As Idomeneus and Diomedes, so Philoctetes, Epeus, and some of the descendants of Neleus, were brought over to Italy, with Greek warriors and Trojan captives, by other legends, which appropriated and interpreted a variety of relics and monuments. But from none of these pretended settlements did any Grecian people arise; these Greeks must have been metamorphosed and have vanished, like the companions of Diomedes.

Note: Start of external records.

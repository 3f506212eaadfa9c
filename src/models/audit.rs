// src/models/audit.rs

use chrono::{DateTime, Utc};
use serde::Serialize;
use serde_json::Value;
use utoipa::ToSchema;

#[derive(Debug, Clone, Copy, PartialEq, Eq, Serialize, ToSchema)]
#[serde(rename_all = "SCREAMING_SNAKE_CASE")]
pub enum AuditEvent {
    LoginAttempt,
    LoginSuccess,
    LoginFailed,
    LoginBlocked,
    Logout,
    SessionTimeout,
    FirstPasswordSuccess,
    FirstPasswordFailed,
    UserPreRegistered,
    PreRegistrationDeleted,
    RoleChanged,
    ClientCreated,
    ClientUpdated,
    ClientDeleted,
    OrderCreated,
    OrderCompleted,
    OrderReopened,
    OrderDeleted,
}

#[derive(Debug, Clone, Serialize, ToSchema)]
#[serde(rename_all = "camelCase")]
pub struct AuditEntry {
    pub timestamp: DateTime<Utc>,
    pub event: AuditEvent,
    pub details: Value,
}
// src/handlers/admin.rs

use axum::{
    extract::{Path, Query, State},
    http::StatusCode,
    response::IntoResponse,
    Json,
};
use serde::Deserialize;
use utoipa::IntoParams;

use crate::{
    common::error::ApiError,
    config::AppState,
    middleware::{i18n::Locale, rbac::RequireAdmin},
    models::{
        audit::AuditEntry,
        auth::{UpdateRolePayload, UserProfile},
        pre_registration::{InviteRequest, PreRegistration},
    },
};

#[derive(Debug, Deserialize, IntoParams)]
pub struct AuditParams {
    pub limit: Option<usize>,
}

// =============================================================================
//  PRÉ-CADASTROS
// =============================================================================

// GET /api/admin/invites
#[utoipa::path(
    get,
    path = "/api/admin/invites",
    tag = "Admin",
    responses(
        (status = 200, description = "Pré-cadastros", body = Vec<PreRegistration>),
        (status = 403, description = "Apenas administradores")
    ),
    security(("api_jwt" = []))
)]
pub async fn list_invites(
    State(app_state): State<AppState>,
    locale: Locale,
    _admin: RequireAdmin,
) -> Result<impl IntoResponse, ApiError> {
    let invites = app_state
        .gate
        .list_invites()
        .await
        .map_err(|e| e.to_api_error(&locale, &app_state.i18n_store))?;

    Ok((StatusCode::OK, Json(invites)))
}

// POST /api/admin/invites
#[utoipa::path(
    post,
    path = "/api/admin/invites",
    tag = "Admin",
    request_body = InviteRequest,
    responses(
        (status = 201, description = "Pré-cadastro criado", body = PreRegistration),
        (status = 400, description = "Dados inválidos"),
        (status = 409, description = "E-mail já pré-cadastrado")
    ),
    security(("api_jwt" = []))
)]
pub async fn create_invite(
    State(app_state): State<AppState>,
    locale: Locale,
    _admin: RequireAdmin,
    Json(payload): Json<InviteRequest>,
) -> Result<impl IntoResponse, ApiError> {
    let invite = app_state
        .gate
        .request_invite(payload)
        .await
        .map_err(|e| e.to_api_error(&locale, &app_state.i18n_store))?;

    Ok((StatusCode::CREATED, Json(invite)))
}

// DELETE /api/admin/invites/{email}
#[utoipa::path(
    delete,
    path = "/api/admin/invites/{email}",
    tag = "Admin",
    params(("email" = String, Path, description = "E-mail pré-cadastrado")),
    responses(
        (status = 204, description = "Pré-cadastro removido"),
        (status = 409, description = "Senha já definida")
    ),
    security(("api_jwt" = []))
)]
pub async fn delete_invite(
    State(app_state): State<AppState>,
    locale: Locale,
    _admin: RequireAdmin,
    Path(email): Path<String>,
) -> Result<impl IntoResponse, ApiError> {
    app_state
        .gate
        .delete_invite(&email)
        .await
        .map_err(|e| e.to_api_error(&locale, &app_state.i18n_store))?;

    Ok(StatusCode::NO_CONTENT)
}

// =============================================================================
//  USUÁRIOS E AUDITORIA
// =============================================================================

// GET /api/admin/users
#[utoipa::path(
    get,
    path = "/api/admin/users",
    tag = "Admin",
    responses(
        (status = 200, description = "Perfis cadastrados", body = Vec<UserProfile>)
    ),
    security(("api_jwt" = []))
)]
pub async fn list_users(
    State(app_state): State<AppState>,
    locale: Locale,
    _admin: RequireAdmin,
) -> Result<impl IntoResponse, ApiError> {
    let users = app_state
        .admin
        .list_users()
        .await
        .map_err(|e| e.to_api_error(&locale, &app_state.i18n_store))?;

    Ok((StatusCode::OK, Json(users)))
}

// PUT /api/admin/users/{uid}/role
#[utoipa::path(
    put,
    path = "/api/admin/users/{uid}/role",
    tag = "Admin",
    request_body = UpdateRolePayload,
    params(("uid" = String, Path, description = "UID do usuário")),
    responses(
        (status = 204, description = "Papel atualizado"),
        (status = 404, description = "Usuário inexistente")
    ),
    security(("api_jwt" = []))
)]
pub async fn update_role(
    State(app_state): State<AppState>,
    locale: Locale,
    _admin: RequireAdmin,
    Path(uid): Path<String>,
    Json(payload): Json<UpdateRolePayload>,
) -> Result<impl IntoResponse, ApiError> {
    app_state
        .admin
        .change_role(&uid, payload.role)
        .await
        .map_err(|e| e.to_api_error(&locale, &app_state.i18n_store))?;

    Ok(StatusCode::NO_CONTENT)
}

// GET /api/admin/audit
#[utoipa::path(
    get,
    path = "/api/admin/audit",
    tag = "Admin",
    params(AuditParams),
    responses(
        (status = 200, description = "Eventos de segurança, mais recentes primeiro", body = Vec<AuditEntry>)
    ),
    security(("api_jwt" = []))
)]
pub async fn audit_trail(
    State(app_state): State<AppState>,
    locale: Locale,
    _admin: RequireAdmin,
    Query(params): Query<AuditParams>,
) -> Result<impl IntoResponse, ApiError> {
    let entries = app_state
        .admin
        .audit_trail(params.limit.unwrap_or(100))
        .map_err(|e| e.to_api_error(&locale, &app_state.i18n_store))?;

    Ok((StatusCode::OK, Json(entries)))
}
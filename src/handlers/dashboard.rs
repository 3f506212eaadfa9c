// src/handlers/dashboard.rs

use axum::{
    extract::{Query, State},
    Json,
};

use crate::{
    config::AppState,
    models::dashboard::{ActivityFilter, DashboardView},
};

// GET /api/dashboard
#[utoipa::path(
    get,
    path = "/api/dashboard",
    tag = "Dashboard",
    params(ActivityFilter),
    responses(
        (status = 200, description = "Indicadores e atividade recente", body = DashboardView),
        (status = 401, description = "Não autorizado")
    ),
    security(
        ("api_jwt" = [])
    )
)]
pub async fn get_dashboard(
    State(app_state): State<AppState>,
    Query(filter): Query<ActivityFilter>,
) -> Json<DashboardView> {
    Json(app_state.dashboard.compute(&filter))
}
// src/services/order_workflow.rs

use std::sync::Arc;

use chrono::{Datelike, Local, Utc};
use serde::Serialize;
use serde_json::json;
use utoipa::ToSchema;

use crate::{
    common::error::AppError,
    db::{
        store::{SnapshotResult, SnapshotSink, StoreError, Subscription},
        ClientRepository, OrderRepository,
    },
    models::{
        audit::AuditEvent,
        auth::UserSession,
        client::Client,
        order::{Order, OrderAction, OrderForm, OrderNumber, OrderRow, OrderStatus},
        print::PrintDocument,
        view::NotificationLevel,
    },
    services::{
        audit::SecurityAudit, cache::Cache, dashboard_service::DashboardService,
        document_service::DocumentService, session_cell::SessionCell, view_store::ViewStore,
    },
};

/// Resultado de `create_order`: a OS persistida e o documento pronto para impressão.
#[derive(Debug, Clone, Serialize, ToSchema)]
pub struct CreatedOrder {
    pub order: Order,
    pub print: PrintDocument,
}

#[derive(Clone)]
pub struct OrderWorkflow {
    repo: OrderRepository,
    clients: ClientRepository,
    cell: SessionCell,
    cache: Cache<Order>,
    dashboard: DashboardService,
    documents: DocumentService,
    view: ViewStore,
    audit: SecurityAudit,
    default_responsible: String,
}

impl OrderWorkflow {
    #[allow(clippy::too_many_arguments)]
    pub fn new(
        repo: OrderRepository,
        clients: ClientRepository,
        cell: SessionCell,
        cache: Cache<Order>,
        dashboard: DashboardService,
        documents: DocumentService,
        view: ViewStore,
        audit: SecurityAudit,
        default_responsible: String,
    ) -> Self {
        Self {
            repo,
            clients,
            cell,
            cache,
            dashboard,
            documents,
            view,
            audit,
            default_responsible,
        }
    }

    // =========================================================================
    //  NUMERAÇÃO
    // =========================================================================

    /// Próximo número sequencial do ano: maior `orderNumber` + 1, ou 1.
    /// Sem transação: duas instâncias podem obter o mesmo número.
    pub async fn next_order_number(&self, year: i32) -> Result<u32, AppError> {
        let session = self.cell.require()?;

        match self.repo.latest_number_in_year(&session.uid, year).await {
            Ok(latest) => Ok(latest.unwrap_or(0) + 1),
            Err(StoreError::FailedPrecondition(reason)) => {
                tracing::warn!(
                    "⚠️ Consulta composta recusada ({}); calculando pela lista do ano",
                    reason
                );
                let numbers = self.repo.numbers_in_year(&session.uid, year).await?;
                Ok(numbers.into_iter().max().unwrap_or(0) + 1)
            }
            Err(e) => Err(AppError::RemoteRead(e)),
        }
    }

    /// Recalcula o número exibido no formulário; em falha, exibe "001/AAAA".
    pub async fn refresh_draft_number(&self) -> String {
        let year = Local::now().year();
        let number = match self.next_order_number(year).await {
            Ok(next) => OrderNumber::new(next, year),
            Err(e) => {
                tracing::warn!("⚠️ Falha ao gerar número da OS: {}", e);
                self.view.toast(NotificationLevel::Warning, "number_fallback");
                OrderNumber::new(1, year)
            }
        };
        let display = number.to_string();
        self.view.set_draft_number(display.clone());
        display
    }

    // =========================================================================
    //  CRIAÇÃO
    // =========================================================================

    pub async fn create_order(&self, client: Option<&Client>, form: OrderForm) -> Result<CreatedOrder, AppError> {
        let session = self.cell.require()?;
        let client = client.ok_or(AppError::NoClientSelected)?;
        if form.number.trim().is_empty() {
            return Err(AppError::MissingOrderNumber);
        }
        let number: OrderNumber = form.number.parse()?;

        let today = Local::now().date_naive();
        let mut order = Order::open(number, client, &form, today, &self.default_responsible);
        order.id = self.repo.create(&session.uid, &order).await?;
        order.created_at = Some(Utc::now());

        // A OS já existe; falha no contador não desfaz a criação
        if let Err(e) = self.clients.record_order(&session.uid, &client.id).await {
            tracing::warn!("⚠️ Contador de OS do cliente {} não atualizado: {}", client.id, e);
        }

        self.audit.record(
            AuditEvent::OrderCreated,
            json!({ "uid": session.uid, "orderId": order.id, "number": order.number }),
        );
        tracing::info!("🧾 OS {} criada para {}", order.number, client.name);
        self.view.toast(NotificationLevel::Success, "order_created");

        let print = self.documents.compose(&order);

        // Limpa o rascunho mantendo cliente e data; o número é recalculado
        self.view.select_client(Some(client.id.clone()));
        self.view.set_draft_date(order.date.unwrap_or(today));
        self.refresh_draft_number().await;

        Ok(CreatedOrder { order, print })
    }

    // =========================================================================
    //  TRANSIÇÕES
    // =========================================================================

    pub async fn complete_order(&self, id: &str) -> Result<(), AppError> {
        let session = self.cell.require()?;
        self.repo.complete(&session.uid, id).await?;
        self.audit
            .record(AuditEvent::OrderCompleted, json!({ "uid": session.uid, "orderId": id }));
        self.view.toast(NotificationLevel::Success, "order_completed");
        Ok(())
    }

    pub async fn reopen_order(&self, id: &str) -> Result<(), AppError> {
        let session = self.cell.require()?;
        self.repo.reopen(&session.uid, id).await?;
        self.audit
            .record(AuditEvent::OrderReopened, json!({ "uid": session.uid, "orderId": id }));
        self.view.toast(NotificationLevel::Success, "order_reopened");
        Ok(())
    }

    async fn current_status(&self, id: &str) -> Result<OrderStatus, AppError> {
        if let Some(row) = self.view.row(id) {
            return Ok(row.status);
        }
        if let Some(order) = self.find(id) {
            return Ok(order.status);
        }
        let session = self.cell.require()?;
        self.repo
            .find(&session.uid, id)
            .await?
            .map(|o| o.status)
            .ok_or_else(|| AppError::NotFound(id.to_string()))
    }

    /// Aplica a transição na linha visível antes da escrita remota;
    /// se a escrita falhar, devolve a linha ao status anterior e avisa.
    pub async fn request_transition(&self, id: &str, action: OrderAction) -> Result<OrderStatus, AppError> {
        let target = action.target_status().ok_or(AppError::InvalidTransition)?;
        let current = self.current_status(id).await?;
        if !current.actions().contains(&action) {
            return Err(AppError::InvalidTransition);
        }

        let previous = self.view.show_row_status(id, target).unwrap_or(current);

        let result = match action {
            OrderAction::Complete => self.complete_order(id).await,
            _ => self.reopen_order(id).await,
        };

        match result {
            Ok(()) => Ok(target),
            Err(e) => {
                tracing::error!("🔥 Falha na transição da OS {}: {}", id, e);
                self.view.show_row_status(id, previous);
                let key = match action {
                    OrderAction::Complete => "complete_failed",
                    _ => "reopen_failed",
                };
                self.view
                    .notify(NotificationLevel::Error, key, Some(e.to_string()), false);
                Err(e)
            }
        }
    }

    pub async fn delete_order(&self, id: &str) -> Result<(), AppError> {
        let session = self.cell.require()?;
        self.repo.delete(&session.uid, id).await?;
        self.audit
            .record(AuditEvent::OrderDeleted, json!({ "uid": session.uid, "orderId": id }));
        self.view.toast(NotificationLevel::Info, "order_deleted");
        Ok(())
    }

    // =========================================================================
    //  CACHE E CONSULTAS
    // =========================================================================

    pub async fn subscribe(&self, session: &UserSession) -> Result<Subscription, AppError> {
        let generation = session.generation;
        let workflow = self.clone();
        let sink: SnapshotSink = Arc::new(move |snapshot| workflow.apply_snapshot(generation, snapshot));
        self.repo.subscribe(&session.uid, sink).await
    }

    pub fn apply_snapshot(&self, generation: u64, snapshot: SnapshotResult) {
        if !self.cell.is_current(generation) {
            tracing::debug!("Snapshot de OS descartado (sessão encerrada)");
            return;
        }

        match snapshot {
            Ok(docs) => {
                let orders: Vec<Order> = docs
                    .iter()
                    .filter_map(|doc| match doc.decode::<Order>() {
                        Ok(order) => Some(order),
                        Err(e) => {
                            tracing::warn!("⚠️ OS {} ignorada: {}", doc.id, e);
                            None
                        }
                    })
                    .collect();

                let rows = orders.iter().map(OrderRow::from_order).collect();
                let applied = self.cache.replace_if(orders, || {
                    // Linhas publicadas sob o mesmo lock: o logout limpa depois
                    if !self.cell.is_current(generation) {
                        return false;
                    }
                    self.view.set_order_rows(rows);
                    true
                });
                if !applied {
                    tracing::debug!("Snapshot de OS descartado durante o logout");
                    return;
                }
                self.dashboard.refresh();
            }
            Err(e) => {
                tracing::error!("🔥 Falha na sincronização de OS: {}", e);
                self.view
                    .notify(NotificationLevel::Error, "sync_failed", Some(e.to_string()), true);
            }
        }
    }

    pub fn clear_cache(&self) {
        self.cache.clear();
    }

    pub fn orders(&self) -> Vec<Order> {
        self.cache.snapshot()
    }

    pub fn find(&self, id: &str) -> Option<Order> {
        self.cache.find(|o| o.id == id)
    }

    /// Cache primeiro; cai para o store quando o snapshot ainda não chegou.
    pub async fn resolve(&self, id: &str) -> Result<Order, AppError> {
        if let Some(order) = self.find(id) {
            return Ok(order);
        }
        let session = self.cell.require()?;
        self.repo
            .find(&session.uid, id)
            .await?
            .ok_or_else(|| AppError::NotFound(id.to_string()))
    }

    /// Filtro da listagem: status exato e texto em cliente, descrição ou número.
    pub fn filter(&self, status: Option<OrderStatus>, query: Option<&str>) -> Vec<Order> {
        let needle = query.map(|q| q.trim().to_lowercase()).unwrap_or_default();
        self.cache.with(|orders| {
            orders
                .iter()
                .filter(|o| status.is_none_or(|s| o.status == s))
                .filter(|o| {
                    needle.is_empty()
                        || o.client.name.to_lowercase().contains(&needle)
                        || o.description.to_lowercase().contains(&needle)
                        || o.number.to_lowercase().contains(&needle)
                })
                .cloned()
                .collect()
        })
    }

    pub fn print_document(&self, order: &Order) -> PrintDocument {
        self.documents.compose(order)
    }

    pub fn render_pdf(&self, order: &Order) -> Result<Vec<u8>, AppError> {
        self.documents.render_pdf(&self.documents.compose(order))
    }
}
// src/db/pre_registration_repo.rs

use crate::{
    common::error::AppError,
    db::{
        store::{CollectionPath, DocPath, Patch, Query},
        SharedStore,
    },
    models::{auth::Role, pre_registration::PreRegistration},
};

const PRE_REGISTERED: &str = "pre_registered_users";

/// Pré-cadastros, indexados pelo e-mail em minúsculas.
#[derive(Clone)]
pub struct PreRegistrationRepository {
    store: SharedStore,
}

impl PreRegistrationRepository {
    pub fn new(store: SharedStore) -> Self {
        Self { store }
    }

    fn path(email: &str) -> DocPath {
        CollectionPath::root(PRE_REGISTERED).doc(&email.trim().to_lowercase())
    }

    pub async fn find(&self, email: &str) -> Result<Option<PreRegistration>, AppError> {
        match self.store.get(&Self::path(email)).await? {
            Some(doc) => Ok(Some(doc.decode()?)),
            None => Ok(None),
        }
    }

    pub async fn create(
        &self,
        email: &str,
        name: &str,
        phone: &str,
        role: Role,
        created_by: Option<&str>,
    ) -> Result<(), AppError> {
        let mut patch = Patch::new()
            .set("email", email.trim().to_lowercase())
            .set("name", name.trim())
            .set("phone", phone)
            .set("role", role.as_str())
            .set("passwordSet", false)
            .server_timestamp("createdAt");
        if let Some(creator) = created_by {
            patch = patch.set("createdBy", creator);
        }

        self.store
            .set(&Self::path(email), patch)
            .await
            .map_err(AppError::RemoteWrite)
    }

    /// Consome o pré-cadastro: passwordSet false -> true, uma única vez.
    pub async fn mark_password_set(&self, email: &str) -> Result<(), AppError> {
        let patch = Patch::new()
            .set("passwordSet", true)
            .server_timestamp("passwordSetAt");

        self.store
            .update(&Self::path(email), patch)
            .await
            .map_err(AppError::RemoteWrite)
    }

    pub async fn delete(&self, email: &str) -> Result<(), AppError> {
        self.store
            .delete(&Self::path(email))
            .await
            .map_err(AppError::RemoteWrite)
    }

    pub async fn list(&self) -> Result<Vec<PreRegistration>, AppError> {
        let docs = self
            .store
            .query(&Query::collection(CollectionPath::root(PRE_REGISTERED)))
            .await?;
        let mut invites = Vec::with_capacity(docs.len());
        for doc in docs {
            invites.push(doc.decode()?);
        }
        Ok(invites)
    }

    pub async fn is_empty(&self) -> Result<bool, AppError> {
        let docs = self
            .store
            .query(&Query::collection(CollectionPath::root(PRE_REGISTERED)).limit(1))
            .await?;
        Ok(docs.is_empty())
    }
}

The most ancient settlement which acknowledges them, is the Chalcidian at Cuma; originally planted on Ischia and the adjacent small islands. The Alexandrian chronologers assigned it to times of vast antiquity; undoubtedly merely for the sake of connecting its founders with heroic genealogies. For where they were destitute of positive statements, like those as to the time at which the Greek cities in Sicily were founded, they had recourse to computing by generations, which pushed the earliest epochs much too far back. With regard to Cuma they found no era; because that city had long ceased to be Grecian: and if they tried to date its foundation from references to genealogies, then, contrary to all credibility, it came out long anterior to that of the earliest among the less remote Grecian colonies. That the leaders of the emigrants who settled there, bent their course over unexplored waters, is intimated by the legend, that their ships were preceded and guided in the daytime by a dove, at night by the chime of the mystic bronze: but even from the eastern coast of Sicily, the first settlement on Ischia would still have been a bold adventure.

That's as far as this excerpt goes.